Introduction

Measurement uncertainty (MU) can be defined as ‘a parameter, associated with the result of a measurement that characterises the dispersion of the values that could reasonably be attributed to the measurand’ [1]. The requirement for reliable estimates of the measurement uncertainty (MU) in chemical measurements is well known, and there is increasing awareness that the sampling process often adds a significant contribution to the value of MU. A well-established method of calculating MU, including the contribution from sampling, is provided by the duplicate method [2]. This is an empirical method of uncertainty estimation, requiring repetition of the sampling protocol at a number of (ideally randomly selected) sampling targets. A formal definition of a sampling target is given as the ‘portion of material, at a particular time, that the sample is intended to represent’, and should be defined prior to designing the sampling plan [2]. Each of the resultant samples is chemically analysed two or more times, typically in a laboratory, although potentially in situ using mobile measuring tools (e.g. portable X-ray fluorescence), or using on-site laboratory methods, which are increasingly being employed [3].

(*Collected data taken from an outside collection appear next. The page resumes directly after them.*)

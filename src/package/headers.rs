//! Source-file header conventions.
//!
//! Package metadata lives in `Key: value` headers inside the leading
//! comment block of a source file, with continuation lines indented under
//! their key. Comment markers `;;`, `#`, and `//` are all accepted so the
//! convention works across source languages.

use std::path::{Path, PathBuf};

use anyhow::Result;

use crate::package::writer::DESCRIPTOR_SUFFIX;
use crate::runtime::Runtime;

/// Strip the comment marker from a line, or `None` if it is not a comment.
///
/// One space after the marker belongs to the marker, so `;; Key: value`
/// yields `Key: value` while the extra indent of a continuation line
/// survives.
fn comment_body(line: &str) -> Option<&str> {
    let trimmed = line.trim_start();
    for marker in [";;", "#", "//"] {
        if let Some(rest) = trimmed.strip_prefix(marker) {
            // `;;;` section markers reduce to the same body.
            let rest = rest.trim_start_matches(';');
            return Some(rest.strip_prefix(' ').unwrap_or(rest));
        }
    }
    None
}

/// Read a header value from the leading comment block of `contents`.
///
/// Continuation lines (comment lines starting with whitespace after the
/// marker, before the next `Key:` line) are joined with a single space.
/// The first non-blank, non-comment line ends the block.
pub fn header_value(contents: &str, name: &str) -> Option<String> {
    let mut value: Option<String> = None;
    for line in contents.lines() {
        if line.trim().is_empty() {
            if value.is_some() {
                break;
            }
            continue;
        }
        let Some(body) = comment_body(line) else {
            break; // end of the leading comment block
        };
        match &mut value {
            Some(acc) => {
                // A continuation keeps collecting; anything else ends the header.
                if body.starts_with(char::is_whitespace) && !body.trim().is_empty() {
                    acc.push(' ');
                    acc.push_str(body.trim());
                } else {
                    break;
                }
            }
            None => {
                if let Some((key, rest)) = body.trim_start().split_once(':')
                    && key.trim().eq_ignore_ascii_case(name)
                {
                    value = Some(rest.trim().to_string());
                }
            }
        }
    }
    value.filter(|v| !v.is_empty())
}

/// Strip revision-control keyword expansion from a header value.
///
/// `$Revision: 1.5 $` becomes `1.5`; an unexpanded `$Revision$` becomes
/// the empty string; anything else passes through untouched.
pub fn strip_rcs_keywords(value: &str) -> String {
    let trimmed = value.trim();
    if let Some(inner) = trimmed.strip_prefix('$').and_then(|s| s.strip_suffix('$')) {
        match inner.split_once(':') {
            Some((_, expansion)) => expansion.trim().to_string(),
            None => String::new(),
        }
    } else {
        trimmed.to_string()
    }
}

/// The regular source files directly inside `dir`, unordered.
///
/// Hidden files and generated descriptor files are not source files.
pub fn source_files<R: Runtime + ?Sized>(runtime: &R, dir: &Path) -> Result<Vec<PathBuf>> {
    let mut files = Vec::new();
    for path in runtime.read_dir(dir)? {
        if runtime.is_dir(&path) {
            continue;
        }
        let Some(name) = path.file_name().and_then(|n| n.to_str()) else {
            continue;
        };
        if name.starts_with('.') || name.ends_with(DESCRIPTOR_SUFFIX) {
            continue;
        }
        files.push(path);
    }
    Ok(files)
}
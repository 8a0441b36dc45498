//! Dependency extraction from source-file headers.
//!
//! Each source file directly inside a package directory may declare a
//! `Package-Requires` header whose value is a list of
//! `(name "min-version")` pairs, continuation lines allowed. The scan is
//! non-recursive and returns raw pairs in file order; deduplication and
//! version parsing are the installer's job.

use std::path::Path;

use log::{debug, warn};

use crate::error::InstallError;
use crate::package::headers::{header_value, source_files};
use crate::runtime::Runtime;
use crate::sexp::{self, Sexp};

/// Header declaring package requirements.
pub const REQUIRES_HEADER: &str = "Package-Requires";

/// A dependency as written in a header, before version parsing.
pub type RawRequirement = (String, String);

/// Collect every `Package-Requires` declaration under `dir`.
///
/// Files without the header contribute nothing; a header that is present
/// but unparsable aborts the scan with `MalformedRequirements`.
#[tracing::instrument(skip(runtime))]
pub fn requirements<R: Runtime + ?Sized>(
    runtime: &R,
    dir: &Path,
) -> Result<Vec<RawRequirement>, InstallError> {
    let mut files = source_files(runtime, dir).map_err(InstallError::Other)?;
    files.sort();

    let mut found = Vec::new();
    for file in files {
        let contents = match runtime.read_to_string(&file) {
            Ok(contents) => contents,
            Err(e) => {
                warn!("skipping unreadable {}: {}", file.display(), e);
                continue;
            }
        };
        let Some(value) = header_value(&contents, REQUIRES_HEADER) else {
            continue;
        };
        let pairs = parse_requires(&value).map_err(|reason| {
            InstallError::MalformedRequirements {
                file: file.clone(),
                reason,
            }
        })?;
        debug!("{} declares {} requirement(s)", file.display(), pairs.len());
        found.extend(pairs);
    }
    Ok(found)
}

/// Parse a `Package-Requires` value: `((name "version") ...)`.
///
/// A bare `(name)` pair means "any version" and yields `"0"`.
fn parse_requires(value: &str) -> Result<Vec<RawRequirement>, String> {
    let parsed = sexp::parse(value).map_err(|e| e.to_string())?;
    let items = parsed
        .as_list()
        .ok_or_else(|| "requirements must be a list".to_string())?;

    let mut pairs = Vec::with_capacity(items.len());
    for item in items {
        let pair = match item {
            // A bare name is tolerated alongside (name "version") pairs.
            Sexp::Symbol(name) => return_pair(name, None)?,
            Sexp::List(elements) => {
                if elements.is_empty() || elements.len() > 2 {
                    return Err(format!("malformed requirement '{}'", item));
                }
                let name = elements[0]
                    .as_name()
                    .ok_or_else(|| format!("requirement name missing in '{}'", item))?;
                let version = match elements.get(1) {
                    Some(v) => Some(
                        v.as_str()
                            .ok_or_else(|| format!("version must be a string in '{}'", item))?,
                    ),
                    None => None,
                };
                return_pair(name, version)?
            }
            other => return Err(format!("malformed requirement '{}'", other)),
        };
        pairs.push(pair);
    }
    Ok(pairs)
}

fn return_pair(name: &str, version: Option<&str>) -> Result<RawRequirement, String> {
    if name.is_empty() {
        return Err("empty requirement name".to_string());
    }
    Ok((name.to_string(), version.unwrap_or("0").to_string()))
}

Most commonly, the duplicate method is applied to a number of sampling targets, eight sampling targets being the recommended minimum [4]. Two physical samples are then acquired from each target, either by using a reinterpretation of the sampling protocol, or sometimes in the case of spatial sampling, by separating the location of the two samples around the nominal location by a distance that is assessed to be a reasonable representation of the effect of the heterogeneity of the analyte(s) of interest on that reinterpretation. Each of the two samples so acquired is then analysed twice. So, in the case of I = 8 (where I is the number of targets or duplicate sampling locations, and if the duplicate samples are acquired from I locations on the original sampling plan) there is a total overhead of 3 × 8 = 24 additional measurements. This balanced experimental design (abbreviated to I × 2 × 2 here) is used in most cases.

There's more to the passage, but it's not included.